Stored data entries:

- - -

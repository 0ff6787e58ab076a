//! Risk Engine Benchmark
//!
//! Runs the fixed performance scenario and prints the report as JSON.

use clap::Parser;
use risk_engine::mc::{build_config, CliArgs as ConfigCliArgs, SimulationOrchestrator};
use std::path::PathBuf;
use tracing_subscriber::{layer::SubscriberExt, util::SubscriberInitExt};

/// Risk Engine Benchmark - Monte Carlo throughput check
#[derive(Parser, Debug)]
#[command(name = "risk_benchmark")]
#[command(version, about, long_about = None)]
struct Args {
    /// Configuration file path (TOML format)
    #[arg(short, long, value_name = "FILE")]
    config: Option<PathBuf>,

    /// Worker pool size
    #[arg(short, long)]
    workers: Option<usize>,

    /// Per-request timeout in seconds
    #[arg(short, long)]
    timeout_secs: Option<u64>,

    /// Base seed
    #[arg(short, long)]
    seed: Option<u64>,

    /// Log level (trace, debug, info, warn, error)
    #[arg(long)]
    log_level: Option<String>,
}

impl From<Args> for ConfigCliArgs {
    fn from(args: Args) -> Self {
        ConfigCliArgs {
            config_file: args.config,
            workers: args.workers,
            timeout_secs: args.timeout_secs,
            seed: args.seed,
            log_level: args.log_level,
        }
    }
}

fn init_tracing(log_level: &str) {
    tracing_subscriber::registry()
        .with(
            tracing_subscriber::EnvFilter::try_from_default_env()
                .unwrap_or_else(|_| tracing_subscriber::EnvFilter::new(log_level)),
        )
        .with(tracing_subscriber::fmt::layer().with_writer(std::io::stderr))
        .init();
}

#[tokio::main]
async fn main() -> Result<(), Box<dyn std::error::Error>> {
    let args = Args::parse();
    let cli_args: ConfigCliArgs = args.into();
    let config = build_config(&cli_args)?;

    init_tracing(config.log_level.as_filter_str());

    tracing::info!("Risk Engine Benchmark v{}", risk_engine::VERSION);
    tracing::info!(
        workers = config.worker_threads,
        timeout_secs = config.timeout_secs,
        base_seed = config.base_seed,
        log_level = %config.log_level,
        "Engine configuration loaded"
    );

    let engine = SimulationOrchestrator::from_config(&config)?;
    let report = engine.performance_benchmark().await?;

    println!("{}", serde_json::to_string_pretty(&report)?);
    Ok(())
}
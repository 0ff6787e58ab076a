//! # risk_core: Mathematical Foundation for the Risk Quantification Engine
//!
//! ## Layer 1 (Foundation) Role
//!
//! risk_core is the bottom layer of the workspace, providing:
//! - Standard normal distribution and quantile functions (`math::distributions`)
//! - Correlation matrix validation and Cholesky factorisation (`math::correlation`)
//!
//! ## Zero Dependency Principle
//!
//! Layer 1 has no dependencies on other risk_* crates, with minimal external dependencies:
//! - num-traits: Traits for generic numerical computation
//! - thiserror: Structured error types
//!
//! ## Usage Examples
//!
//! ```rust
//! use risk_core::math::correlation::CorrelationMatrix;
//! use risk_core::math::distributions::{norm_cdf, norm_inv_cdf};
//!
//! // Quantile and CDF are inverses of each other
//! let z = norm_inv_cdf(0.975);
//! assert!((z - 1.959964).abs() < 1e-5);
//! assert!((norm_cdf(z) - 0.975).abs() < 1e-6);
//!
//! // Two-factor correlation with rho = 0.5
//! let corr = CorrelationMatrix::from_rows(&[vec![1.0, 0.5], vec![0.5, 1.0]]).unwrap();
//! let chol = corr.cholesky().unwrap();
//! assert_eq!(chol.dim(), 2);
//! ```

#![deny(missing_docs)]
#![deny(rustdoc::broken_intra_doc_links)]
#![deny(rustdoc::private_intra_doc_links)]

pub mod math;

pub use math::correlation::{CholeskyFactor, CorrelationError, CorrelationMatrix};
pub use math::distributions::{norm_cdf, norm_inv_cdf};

- - -

WORK INSTRUCTIONS: Every line above that includes the word "Parser" should be listed.

SOLUTION TO THIS EXERCISE:
use clap::Parser;
#[derive(Parser, Debug)]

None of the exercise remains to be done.